* **Work instructions**
Write out, word for word, the part of the listing below that opens with the line containing "repository ceb56939470e458d" and closes with the line containing "let (bytes, _, _)", keeping both of those lines and adding no others.

--

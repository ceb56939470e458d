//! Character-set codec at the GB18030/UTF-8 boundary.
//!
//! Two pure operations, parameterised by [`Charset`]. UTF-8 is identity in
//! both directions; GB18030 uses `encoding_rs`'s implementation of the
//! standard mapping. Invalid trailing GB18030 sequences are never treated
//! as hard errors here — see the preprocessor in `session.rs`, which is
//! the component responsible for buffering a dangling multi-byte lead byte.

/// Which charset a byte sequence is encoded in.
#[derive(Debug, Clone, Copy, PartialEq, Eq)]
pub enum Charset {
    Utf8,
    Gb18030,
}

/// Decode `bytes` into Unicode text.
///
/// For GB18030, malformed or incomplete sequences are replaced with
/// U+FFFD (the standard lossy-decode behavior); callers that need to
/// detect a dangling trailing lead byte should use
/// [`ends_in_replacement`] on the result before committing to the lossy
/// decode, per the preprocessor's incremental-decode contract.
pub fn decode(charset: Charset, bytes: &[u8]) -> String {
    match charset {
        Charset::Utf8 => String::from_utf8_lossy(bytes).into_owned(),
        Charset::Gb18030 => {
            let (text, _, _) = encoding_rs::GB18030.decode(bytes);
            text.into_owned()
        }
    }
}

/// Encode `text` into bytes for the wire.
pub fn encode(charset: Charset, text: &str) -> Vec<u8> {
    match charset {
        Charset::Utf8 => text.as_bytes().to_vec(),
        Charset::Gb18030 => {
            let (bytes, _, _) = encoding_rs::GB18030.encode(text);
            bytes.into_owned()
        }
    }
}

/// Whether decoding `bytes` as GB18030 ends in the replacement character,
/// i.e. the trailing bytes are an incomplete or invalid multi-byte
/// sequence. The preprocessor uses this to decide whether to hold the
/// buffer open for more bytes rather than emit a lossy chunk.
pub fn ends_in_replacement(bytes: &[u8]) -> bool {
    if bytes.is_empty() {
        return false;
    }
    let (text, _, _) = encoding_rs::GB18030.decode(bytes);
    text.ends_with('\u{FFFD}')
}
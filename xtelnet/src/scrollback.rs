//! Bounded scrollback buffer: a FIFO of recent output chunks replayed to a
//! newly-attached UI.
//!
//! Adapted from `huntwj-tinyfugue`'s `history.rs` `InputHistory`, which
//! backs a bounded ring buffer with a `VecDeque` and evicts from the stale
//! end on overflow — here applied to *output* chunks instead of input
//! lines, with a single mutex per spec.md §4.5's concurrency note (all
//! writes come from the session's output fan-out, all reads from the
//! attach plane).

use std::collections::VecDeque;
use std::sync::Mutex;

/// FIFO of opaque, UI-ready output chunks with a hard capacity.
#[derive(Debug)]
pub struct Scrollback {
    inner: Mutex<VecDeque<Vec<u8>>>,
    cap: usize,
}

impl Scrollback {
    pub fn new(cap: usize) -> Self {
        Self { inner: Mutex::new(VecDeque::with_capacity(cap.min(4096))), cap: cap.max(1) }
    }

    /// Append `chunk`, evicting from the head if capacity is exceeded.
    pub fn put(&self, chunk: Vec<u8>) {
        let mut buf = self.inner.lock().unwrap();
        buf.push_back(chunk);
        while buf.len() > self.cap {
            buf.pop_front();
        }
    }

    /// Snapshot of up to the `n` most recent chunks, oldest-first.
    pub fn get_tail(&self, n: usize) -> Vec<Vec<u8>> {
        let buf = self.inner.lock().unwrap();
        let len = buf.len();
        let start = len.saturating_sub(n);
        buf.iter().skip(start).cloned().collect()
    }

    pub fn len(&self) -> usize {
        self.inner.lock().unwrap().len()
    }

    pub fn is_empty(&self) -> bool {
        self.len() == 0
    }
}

--

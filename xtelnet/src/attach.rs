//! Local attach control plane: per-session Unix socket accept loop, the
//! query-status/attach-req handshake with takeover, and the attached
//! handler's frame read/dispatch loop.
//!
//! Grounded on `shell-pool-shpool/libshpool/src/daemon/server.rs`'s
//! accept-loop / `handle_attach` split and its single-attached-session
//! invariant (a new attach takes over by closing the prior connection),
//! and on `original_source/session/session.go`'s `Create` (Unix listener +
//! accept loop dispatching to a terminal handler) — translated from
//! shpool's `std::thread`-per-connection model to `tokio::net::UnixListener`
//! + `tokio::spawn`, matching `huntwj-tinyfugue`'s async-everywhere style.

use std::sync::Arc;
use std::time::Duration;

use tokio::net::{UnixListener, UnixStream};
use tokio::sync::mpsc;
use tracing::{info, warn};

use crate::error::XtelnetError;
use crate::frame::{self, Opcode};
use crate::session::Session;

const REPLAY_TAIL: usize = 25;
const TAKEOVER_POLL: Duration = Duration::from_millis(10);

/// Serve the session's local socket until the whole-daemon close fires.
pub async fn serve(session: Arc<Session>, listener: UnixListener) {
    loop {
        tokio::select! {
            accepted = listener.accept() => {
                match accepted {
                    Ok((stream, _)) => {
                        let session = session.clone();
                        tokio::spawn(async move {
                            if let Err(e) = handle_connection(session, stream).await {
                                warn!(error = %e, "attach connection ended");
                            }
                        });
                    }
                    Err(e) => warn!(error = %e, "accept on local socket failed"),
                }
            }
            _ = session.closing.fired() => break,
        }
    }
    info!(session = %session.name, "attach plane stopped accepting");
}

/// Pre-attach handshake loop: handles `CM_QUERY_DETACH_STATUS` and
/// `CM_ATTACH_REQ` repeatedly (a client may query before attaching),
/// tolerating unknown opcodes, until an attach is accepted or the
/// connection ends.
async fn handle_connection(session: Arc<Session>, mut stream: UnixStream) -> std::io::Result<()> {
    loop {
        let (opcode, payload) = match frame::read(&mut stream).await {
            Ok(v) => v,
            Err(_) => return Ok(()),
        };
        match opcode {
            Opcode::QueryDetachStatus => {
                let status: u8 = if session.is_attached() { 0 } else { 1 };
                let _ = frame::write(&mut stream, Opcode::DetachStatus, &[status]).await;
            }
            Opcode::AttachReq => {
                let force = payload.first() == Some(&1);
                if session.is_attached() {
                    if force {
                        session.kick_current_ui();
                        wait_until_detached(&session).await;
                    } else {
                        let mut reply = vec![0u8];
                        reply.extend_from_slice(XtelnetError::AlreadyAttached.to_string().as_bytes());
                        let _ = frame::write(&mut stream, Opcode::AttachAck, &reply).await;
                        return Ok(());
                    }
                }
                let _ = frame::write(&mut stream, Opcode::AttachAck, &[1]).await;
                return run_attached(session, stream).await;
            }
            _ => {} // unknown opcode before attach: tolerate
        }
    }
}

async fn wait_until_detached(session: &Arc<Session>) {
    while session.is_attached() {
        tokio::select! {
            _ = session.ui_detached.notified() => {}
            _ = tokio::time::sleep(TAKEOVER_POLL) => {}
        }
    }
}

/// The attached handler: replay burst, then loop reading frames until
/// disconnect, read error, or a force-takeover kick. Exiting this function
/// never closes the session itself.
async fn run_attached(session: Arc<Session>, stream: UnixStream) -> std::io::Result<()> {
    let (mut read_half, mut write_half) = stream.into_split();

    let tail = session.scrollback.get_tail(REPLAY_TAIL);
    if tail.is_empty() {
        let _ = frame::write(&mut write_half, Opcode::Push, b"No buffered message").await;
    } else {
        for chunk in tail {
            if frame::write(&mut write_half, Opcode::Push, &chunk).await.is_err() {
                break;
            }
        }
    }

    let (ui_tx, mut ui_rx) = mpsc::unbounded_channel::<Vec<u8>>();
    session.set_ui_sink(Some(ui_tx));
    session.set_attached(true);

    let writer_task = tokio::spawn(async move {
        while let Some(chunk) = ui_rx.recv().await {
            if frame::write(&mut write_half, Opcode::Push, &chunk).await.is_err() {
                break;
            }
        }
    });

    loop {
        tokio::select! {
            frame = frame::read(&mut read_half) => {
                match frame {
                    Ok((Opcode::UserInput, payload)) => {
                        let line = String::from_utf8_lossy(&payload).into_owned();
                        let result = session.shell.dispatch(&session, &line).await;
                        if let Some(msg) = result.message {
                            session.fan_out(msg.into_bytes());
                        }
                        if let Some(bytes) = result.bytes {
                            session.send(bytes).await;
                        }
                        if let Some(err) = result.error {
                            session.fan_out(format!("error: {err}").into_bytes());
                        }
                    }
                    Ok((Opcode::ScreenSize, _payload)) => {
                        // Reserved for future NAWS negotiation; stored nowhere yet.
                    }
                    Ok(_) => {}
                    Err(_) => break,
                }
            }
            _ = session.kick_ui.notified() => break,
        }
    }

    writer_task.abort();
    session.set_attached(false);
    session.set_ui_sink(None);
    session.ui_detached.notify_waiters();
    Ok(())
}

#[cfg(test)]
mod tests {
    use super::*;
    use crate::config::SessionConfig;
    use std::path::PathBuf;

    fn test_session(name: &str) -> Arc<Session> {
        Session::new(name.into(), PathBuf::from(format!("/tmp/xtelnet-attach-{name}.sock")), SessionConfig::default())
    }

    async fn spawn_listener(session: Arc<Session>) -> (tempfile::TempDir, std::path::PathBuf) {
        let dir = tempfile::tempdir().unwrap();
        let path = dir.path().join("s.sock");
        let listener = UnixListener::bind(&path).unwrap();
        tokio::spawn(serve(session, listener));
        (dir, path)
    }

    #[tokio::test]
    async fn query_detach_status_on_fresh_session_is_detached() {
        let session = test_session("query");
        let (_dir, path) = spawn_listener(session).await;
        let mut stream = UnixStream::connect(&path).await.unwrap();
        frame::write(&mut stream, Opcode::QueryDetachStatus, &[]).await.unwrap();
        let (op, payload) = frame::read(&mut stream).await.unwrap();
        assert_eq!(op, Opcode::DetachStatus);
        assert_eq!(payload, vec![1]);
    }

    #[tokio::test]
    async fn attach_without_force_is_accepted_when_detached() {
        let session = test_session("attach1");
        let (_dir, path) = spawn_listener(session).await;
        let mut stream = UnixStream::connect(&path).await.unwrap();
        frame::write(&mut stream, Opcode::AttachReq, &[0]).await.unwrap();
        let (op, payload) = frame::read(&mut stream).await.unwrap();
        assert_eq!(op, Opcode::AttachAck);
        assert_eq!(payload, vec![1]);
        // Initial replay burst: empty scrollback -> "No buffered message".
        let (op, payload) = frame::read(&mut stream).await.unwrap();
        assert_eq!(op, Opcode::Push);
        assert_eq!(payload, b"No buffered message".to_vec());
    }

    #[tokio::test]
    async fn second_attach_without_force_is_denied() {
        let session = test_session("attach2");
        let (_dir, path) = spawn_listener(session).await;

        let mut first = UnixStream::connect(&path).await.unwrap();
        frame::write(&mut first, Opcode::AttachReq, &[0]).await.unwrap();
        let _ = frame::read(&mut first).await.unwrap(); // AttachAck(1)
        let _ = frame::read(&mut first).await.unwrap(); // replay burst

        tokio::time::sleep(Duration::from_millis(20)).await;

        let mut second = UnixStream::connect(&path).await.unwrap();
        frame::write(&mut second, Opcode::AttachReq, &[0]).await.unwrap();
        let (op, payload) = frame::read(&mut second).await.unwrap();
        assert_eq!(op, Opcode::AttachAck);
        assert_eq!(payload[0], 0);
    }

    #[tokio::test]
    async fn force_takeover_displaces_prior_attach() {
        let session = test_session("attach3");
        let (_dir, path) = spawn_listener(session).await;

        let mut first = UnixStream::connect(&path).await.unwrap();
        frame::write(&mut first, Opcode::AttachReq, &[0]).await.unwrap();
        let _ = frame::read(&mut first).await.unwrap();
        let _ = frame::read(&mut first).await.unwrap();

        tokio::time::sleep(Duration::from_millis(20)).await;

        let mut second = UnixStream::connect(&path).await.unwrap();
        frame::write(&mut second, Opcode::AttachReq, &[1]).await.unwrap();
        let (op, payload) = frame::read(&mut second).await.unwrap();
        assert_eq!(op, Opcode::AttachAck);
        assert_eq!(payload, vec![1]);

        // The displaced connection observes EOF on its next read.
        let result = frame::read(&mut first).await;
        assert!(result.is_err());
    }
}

--

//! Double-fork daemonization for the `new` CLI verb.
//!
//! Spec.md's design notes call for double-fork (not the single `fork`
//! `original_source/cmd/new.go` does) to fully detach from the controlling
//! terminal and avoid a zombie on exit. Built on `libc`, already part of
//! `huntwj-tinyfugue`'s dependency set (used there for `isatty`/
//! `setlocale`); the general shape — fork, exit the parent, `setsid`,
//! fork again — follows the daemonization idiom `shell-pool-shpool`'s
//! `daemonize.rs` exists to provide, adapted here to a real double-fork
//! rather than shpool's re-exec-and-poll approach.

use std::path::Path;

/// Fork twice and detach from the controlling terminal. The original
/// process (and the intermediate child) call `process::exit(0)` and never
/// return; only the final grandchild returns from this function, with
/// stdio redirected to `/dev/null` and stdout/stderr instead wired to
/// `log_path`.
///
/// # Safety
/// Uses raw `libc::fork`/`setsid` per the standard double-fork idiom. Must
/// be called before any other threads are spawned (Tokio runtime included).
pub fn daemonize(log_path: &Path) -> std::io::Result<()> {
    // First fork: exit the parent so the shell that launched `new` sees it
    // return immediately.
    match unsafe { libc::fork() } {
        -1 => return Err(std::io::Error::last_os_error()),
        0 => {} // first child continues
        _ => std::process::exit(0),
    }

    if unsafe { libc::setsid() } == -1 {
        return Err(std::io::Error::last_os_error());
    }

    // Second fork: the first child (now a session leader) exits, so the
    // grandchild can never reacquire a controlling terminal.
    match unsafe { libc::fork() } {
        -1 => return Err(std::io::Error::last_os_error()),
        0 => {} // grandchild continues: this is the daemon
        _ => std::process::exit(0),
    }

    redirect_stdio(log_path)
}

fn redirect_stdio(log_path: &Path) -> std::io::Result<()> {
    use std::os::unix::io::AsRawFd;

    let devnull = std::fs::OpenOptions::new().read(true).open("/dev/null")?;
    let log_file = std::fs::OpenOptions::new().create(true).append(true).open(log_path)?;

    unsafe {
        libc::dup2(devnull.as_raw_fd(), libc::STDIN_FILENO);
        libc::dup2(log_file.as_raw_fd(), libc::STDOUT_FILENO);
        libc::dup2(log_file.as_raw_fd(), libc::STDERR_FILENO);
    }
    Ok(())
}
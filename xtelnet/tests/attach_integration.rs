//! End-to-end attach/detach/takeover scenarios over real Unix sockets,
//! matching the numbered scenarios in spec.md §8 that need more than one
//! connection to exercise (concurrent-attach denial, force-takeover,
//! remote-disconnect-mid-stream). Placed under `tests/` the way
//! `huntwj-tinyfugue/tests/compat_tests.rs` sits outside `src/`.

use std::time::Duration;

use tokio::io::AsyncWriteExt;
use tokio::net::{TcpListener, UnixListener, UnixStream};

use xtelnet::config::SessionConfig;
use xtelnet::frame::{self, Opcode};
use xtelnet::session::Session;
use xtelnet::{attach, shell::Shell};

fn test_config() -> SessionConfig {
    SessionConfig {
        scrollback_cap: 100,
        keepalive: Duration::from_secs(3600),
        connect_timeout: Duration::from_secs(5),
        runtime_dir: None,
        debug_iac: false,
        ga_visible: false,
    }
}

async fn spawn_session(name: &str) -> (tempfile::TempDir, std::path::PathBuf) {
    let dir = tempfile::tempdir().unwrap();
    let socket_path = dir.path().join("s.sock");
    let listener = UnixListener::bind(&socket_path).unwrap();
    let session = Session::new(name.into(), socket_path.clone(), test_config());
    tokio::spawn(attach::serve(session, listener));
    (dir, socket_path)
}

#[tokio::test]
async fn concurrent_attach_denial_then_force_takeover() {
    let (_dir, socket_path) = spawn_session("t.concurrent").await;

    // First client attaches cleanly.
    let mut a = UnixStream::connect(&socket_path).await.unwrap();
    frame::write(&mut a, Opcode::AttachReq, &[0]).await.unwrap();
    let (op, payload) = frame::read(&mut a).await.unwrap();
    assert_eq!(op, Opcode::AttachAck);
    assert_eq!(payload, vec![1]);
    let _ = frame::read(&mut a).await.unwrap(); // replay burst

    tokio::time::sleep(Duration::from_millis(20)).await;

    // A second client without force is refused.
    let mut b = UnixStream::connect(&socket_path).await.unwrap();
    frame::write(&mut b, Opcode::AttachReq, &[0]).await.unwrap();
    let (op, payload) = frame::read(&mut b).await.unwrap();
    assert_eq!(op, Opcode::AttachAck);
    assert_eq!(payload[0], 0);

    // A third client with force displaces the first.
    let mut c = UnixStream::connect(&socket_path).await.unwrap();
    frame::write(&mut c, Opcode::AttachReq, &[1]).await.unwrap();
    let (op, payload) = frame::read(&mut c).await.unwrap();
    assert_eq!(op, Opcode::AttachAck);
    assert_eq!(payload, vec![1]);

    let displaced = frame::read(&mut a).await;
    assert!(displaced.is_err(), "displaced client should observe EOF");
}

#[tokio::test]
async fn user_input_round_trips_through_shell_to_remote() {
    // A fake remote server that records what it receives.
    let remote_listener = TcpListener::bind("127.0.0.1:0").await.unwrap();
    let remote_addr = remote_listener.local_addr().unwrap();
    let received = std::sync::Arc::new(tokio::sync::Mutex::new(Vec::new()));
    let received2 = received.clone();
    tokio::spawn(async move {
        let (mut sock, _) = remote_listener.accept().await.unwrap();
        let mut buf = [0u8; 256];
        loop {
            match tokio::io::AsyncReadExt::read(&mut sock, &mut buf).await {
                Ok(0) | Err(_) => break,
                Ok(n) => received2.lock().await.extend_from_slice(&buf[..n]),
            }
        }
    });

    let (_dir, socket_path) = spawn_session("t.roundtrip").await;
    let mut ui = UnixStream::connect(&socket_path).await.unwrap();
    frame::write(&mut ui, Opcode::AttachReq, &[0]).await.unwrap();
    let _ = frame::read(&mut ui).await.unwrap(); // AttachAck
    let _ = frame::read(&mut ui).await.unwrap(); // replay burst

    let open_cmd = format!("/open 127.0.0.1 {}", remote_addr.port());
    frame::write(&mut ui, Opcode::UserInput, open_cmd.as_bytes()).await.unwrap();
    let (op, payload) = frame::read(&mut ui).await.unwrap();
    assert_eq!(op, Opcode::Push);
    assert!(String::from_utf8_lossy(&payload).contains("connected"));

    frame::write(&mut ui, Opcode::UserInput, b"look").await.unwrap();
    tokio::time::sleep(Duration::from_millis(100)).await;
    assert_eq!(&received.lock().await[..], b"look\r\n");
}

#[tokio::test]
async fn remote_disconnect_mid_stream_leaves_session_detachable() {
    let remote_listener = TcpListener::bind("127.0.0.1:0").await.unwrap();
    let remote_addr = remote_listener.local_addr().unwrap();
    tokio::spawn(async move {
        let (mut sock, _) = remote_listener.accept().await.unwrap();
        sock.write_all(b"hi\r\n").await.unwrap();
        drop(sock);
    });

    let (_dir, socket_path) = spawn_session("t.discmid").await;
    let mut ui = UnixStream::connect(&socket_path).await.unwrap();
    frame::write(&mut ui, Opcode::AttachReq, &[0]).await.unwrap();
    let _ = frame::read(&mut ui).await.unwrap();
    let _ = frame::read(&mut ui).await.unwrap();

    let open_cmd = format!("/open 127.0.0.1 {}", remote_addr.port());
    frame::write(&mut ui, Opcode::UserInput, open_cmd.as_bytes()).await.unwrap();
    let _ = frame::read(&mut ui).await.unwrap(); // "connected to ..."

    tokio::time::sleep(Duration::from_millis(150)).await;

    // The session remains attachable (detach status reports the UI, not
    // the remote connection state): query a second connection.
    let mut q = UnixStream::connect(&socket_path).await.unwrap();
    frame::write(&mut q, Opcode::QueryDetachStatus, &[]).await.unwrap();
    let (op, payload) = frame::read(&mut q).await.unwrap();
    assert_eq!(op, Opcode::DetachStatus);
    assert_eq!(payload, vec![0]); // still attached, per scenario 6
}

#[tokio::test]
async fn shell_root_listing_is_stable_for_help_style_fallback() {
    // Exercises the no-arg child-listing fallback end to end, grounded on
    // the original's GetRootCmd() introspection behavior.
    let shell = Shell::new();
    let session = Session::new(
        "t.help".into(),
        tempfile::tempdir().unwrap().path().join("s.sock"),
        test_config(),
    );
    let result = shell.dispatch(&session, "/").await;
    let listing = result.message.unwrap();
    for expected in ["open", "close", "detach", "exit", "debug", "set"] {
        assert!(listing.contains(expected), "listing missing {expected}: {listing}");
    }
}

--

* **Exercise result**
repository ceb56939470e458d
//! Character-set codec at the GB18030/UTF-8 boundary.
//!
//! Two pure operations, parameterised by [`Charset`]. UTF-8 is identity in
//! both directions; GB18030 uses `encoding_rs`'s implementation of the
//! standard mapping. Invalid trailing GB18030 sequences are never treated
//! as hard errors here — see the preprocessor in `session.rs`, which is
//! the component responsible for buffering a dangling multi-byte lead byte.

/// Which charset a byte sequence is encoded in.
#[derive(Debug, Clone, Copy, PartialEq, Eq)]
pub enum Charset {
    Utf8,
    Gb18030,
}

/// Decode `bytes` into Unicode text.
///
/// For GB18030, malformed or incomplete sequences are replaced with
/// U+FFFD (the standard lossy-decode behavior); callers that need to
/// detect a dangling trailing lead byte should use
/// [`ends_in_replacement`] on the result before committing to the lossy
/// decode, per the preprocessor's incremental-decode contract.
pub fn decode(charset: Charset, bytes: &[u8]) -> String {
    match charset {
        Charset::Utf8 => String::from_utf8_lossy(bytes).into_owned(),
        Charset::Gb18030 => {
            let (text, _, _) = encoding_rs::GB18030.decode(bytes);
            text.into_owned()
        }
    }
}

/// Encode `text` into bytes for the wire.
pub fn encode(charset: Charset, text: &str) -> Vec<u8> {
    match charset {
        Charset::Utf8 => text.as_bytes().to_vec(),
        Charset::Gb18030 => {
            let (bytes, _, _) = encoding_rs::GB18030.encode(text);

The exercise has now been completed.